Information shown

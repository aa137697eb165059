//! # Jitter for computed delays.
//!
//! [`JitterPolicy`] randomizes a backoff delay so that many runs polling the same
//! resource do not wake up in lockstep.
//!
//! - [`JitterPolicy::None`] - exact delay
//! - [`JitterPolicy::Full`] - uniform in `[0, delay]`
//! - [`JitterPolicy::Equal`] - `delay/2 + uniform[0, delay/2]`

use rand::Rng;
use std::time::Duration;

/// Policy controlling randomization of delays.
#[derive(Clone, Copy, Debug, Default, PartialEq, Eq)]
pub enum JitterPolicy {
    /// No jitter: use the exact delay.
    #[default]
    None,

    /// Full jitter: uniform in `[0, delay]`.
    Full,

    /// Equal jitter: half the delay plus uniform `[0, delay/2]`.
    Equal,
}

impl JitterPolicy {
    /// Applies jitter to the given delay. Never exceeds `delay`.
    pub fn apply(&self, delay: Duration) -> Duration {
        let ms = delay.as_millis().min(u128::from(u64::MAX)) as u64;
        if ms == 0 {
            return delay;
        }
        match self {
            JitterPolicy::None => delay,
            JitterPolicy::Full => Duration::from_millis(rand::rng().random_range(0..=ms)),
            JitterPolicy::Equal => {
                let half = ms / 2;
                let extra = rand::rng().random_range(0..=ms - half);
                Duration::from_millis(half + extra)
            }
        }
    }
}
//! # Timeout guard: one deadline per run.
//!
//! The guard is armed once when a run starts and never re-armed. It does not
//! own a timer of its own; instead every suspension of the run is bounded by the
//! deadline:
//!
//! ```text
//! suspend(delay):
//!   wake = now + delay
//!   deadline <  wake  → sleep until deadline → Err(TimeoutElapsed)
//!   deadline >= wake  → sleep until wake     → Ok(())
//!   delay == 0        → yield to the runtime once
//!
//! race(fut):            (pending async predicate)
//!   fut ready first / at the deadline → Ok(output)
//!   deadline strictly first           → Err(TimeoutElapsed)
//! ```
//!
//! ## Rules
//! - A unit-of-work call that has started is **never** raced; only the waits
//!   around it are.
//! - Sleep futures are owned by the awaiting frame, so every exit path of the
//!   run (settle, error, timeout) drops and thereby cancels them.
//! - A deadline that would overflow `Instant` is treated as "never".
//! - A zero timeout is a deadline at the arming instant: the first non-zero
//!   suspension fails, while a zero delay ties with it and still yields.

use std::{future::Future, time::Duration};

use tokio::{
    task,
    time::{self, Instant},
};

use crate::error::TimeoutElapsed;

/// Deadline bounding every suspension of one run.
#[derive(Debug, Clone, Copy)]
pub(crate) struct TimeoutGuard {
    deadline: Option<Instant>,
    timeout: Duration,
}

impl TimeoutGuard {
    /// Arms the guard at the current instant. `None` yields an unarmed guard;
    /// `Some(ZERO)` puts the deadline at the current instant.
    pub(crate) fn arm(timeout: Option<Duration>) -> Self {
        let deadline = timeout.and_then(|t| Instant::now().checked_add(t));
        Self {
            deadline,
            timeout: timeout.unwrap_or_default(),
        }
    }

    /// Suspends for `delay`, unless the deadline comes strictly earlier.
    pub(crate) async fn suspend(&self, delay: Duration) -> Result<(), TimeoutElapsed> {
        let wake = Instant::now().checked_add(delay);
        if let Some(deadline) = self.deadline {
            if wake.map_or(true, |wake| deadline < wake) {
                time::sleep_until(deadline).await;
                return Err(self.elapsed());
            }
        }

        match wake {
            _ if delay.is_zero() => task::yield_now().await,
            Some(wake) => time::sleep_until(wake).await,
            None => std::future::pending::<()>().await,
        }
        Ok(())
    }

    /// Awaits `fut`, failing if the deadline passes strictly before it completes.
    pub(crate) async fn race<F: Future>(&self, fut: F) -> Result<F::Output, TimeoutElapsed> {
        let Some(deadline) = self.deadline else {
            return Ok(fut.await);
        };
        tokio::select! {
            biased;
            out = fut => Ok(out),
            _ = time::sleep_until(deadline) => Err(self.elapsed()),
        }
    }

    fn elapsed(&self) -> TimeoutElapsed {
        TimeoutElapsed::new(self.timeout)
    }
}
--
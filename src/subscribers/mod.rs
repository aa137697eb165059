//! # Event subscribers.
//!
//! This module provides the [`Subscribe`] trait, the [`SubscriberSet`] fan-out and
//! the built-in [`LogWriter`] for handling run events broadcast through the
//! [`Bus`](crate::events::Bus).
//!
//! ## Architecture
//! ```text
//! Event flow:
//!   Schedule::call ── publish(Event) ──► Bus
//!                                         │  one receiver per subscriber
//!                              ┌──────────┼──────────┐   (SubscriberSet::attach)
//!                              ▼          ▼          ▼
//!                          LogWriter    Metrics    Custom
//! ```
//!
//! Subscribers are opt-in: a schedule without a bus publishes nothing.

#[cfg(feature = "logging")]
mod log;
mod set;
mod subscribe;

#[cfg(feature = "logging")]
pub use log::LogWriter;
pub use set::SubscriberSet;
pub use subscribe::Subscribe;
==
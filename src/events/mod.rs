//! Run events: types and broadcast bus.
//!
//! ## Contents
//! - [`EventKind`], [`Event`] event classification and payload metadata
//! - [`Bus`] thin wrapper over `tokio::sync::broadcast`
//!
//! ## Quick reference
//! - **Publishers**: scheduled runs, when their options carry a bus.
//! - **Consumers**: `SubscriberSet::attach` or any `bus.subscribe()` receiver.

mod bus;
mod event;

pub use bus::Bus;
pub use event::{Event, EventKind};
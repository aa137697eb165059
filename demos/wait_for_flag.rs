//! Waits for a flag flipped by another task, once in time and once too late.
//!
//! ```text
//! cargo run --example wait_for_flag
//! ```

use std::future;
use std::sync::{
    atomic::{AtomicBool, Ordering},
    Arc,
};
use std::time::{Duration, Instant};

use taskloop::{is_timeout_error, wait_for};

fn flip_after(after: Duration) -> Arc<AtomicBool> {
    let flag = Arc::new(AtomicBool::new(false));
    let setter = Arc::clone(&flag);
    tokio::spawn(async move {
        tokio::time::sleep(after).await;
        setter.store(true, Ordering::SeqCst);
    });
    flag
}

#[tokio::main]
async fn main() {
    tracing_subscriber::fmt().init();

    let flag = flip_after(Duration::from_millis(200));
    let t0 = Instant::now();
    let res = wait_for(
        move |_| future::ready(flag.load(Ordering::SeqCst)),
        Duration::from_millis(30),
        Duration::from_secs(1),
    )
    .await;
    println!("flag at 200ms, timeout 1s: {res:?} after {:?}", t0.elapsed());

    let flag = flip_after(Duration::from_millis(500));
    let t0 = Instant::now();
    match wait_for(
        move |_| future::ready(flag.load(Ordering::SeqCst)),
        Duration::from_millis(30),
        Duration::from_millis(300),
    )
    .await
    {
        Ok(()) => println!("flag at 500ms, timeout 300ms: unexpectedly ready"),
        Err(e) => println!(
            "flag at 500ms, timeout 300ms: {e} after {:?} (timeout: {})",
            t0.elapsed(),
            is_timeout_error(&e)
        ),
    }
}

Directions
If a line above holds the string "Copy", return it as it stands.

Reply
#[derive(Clone, Copy, Debug, Default, PartialEq, Eq)]
#[derive(Debug, Clone, Copy)]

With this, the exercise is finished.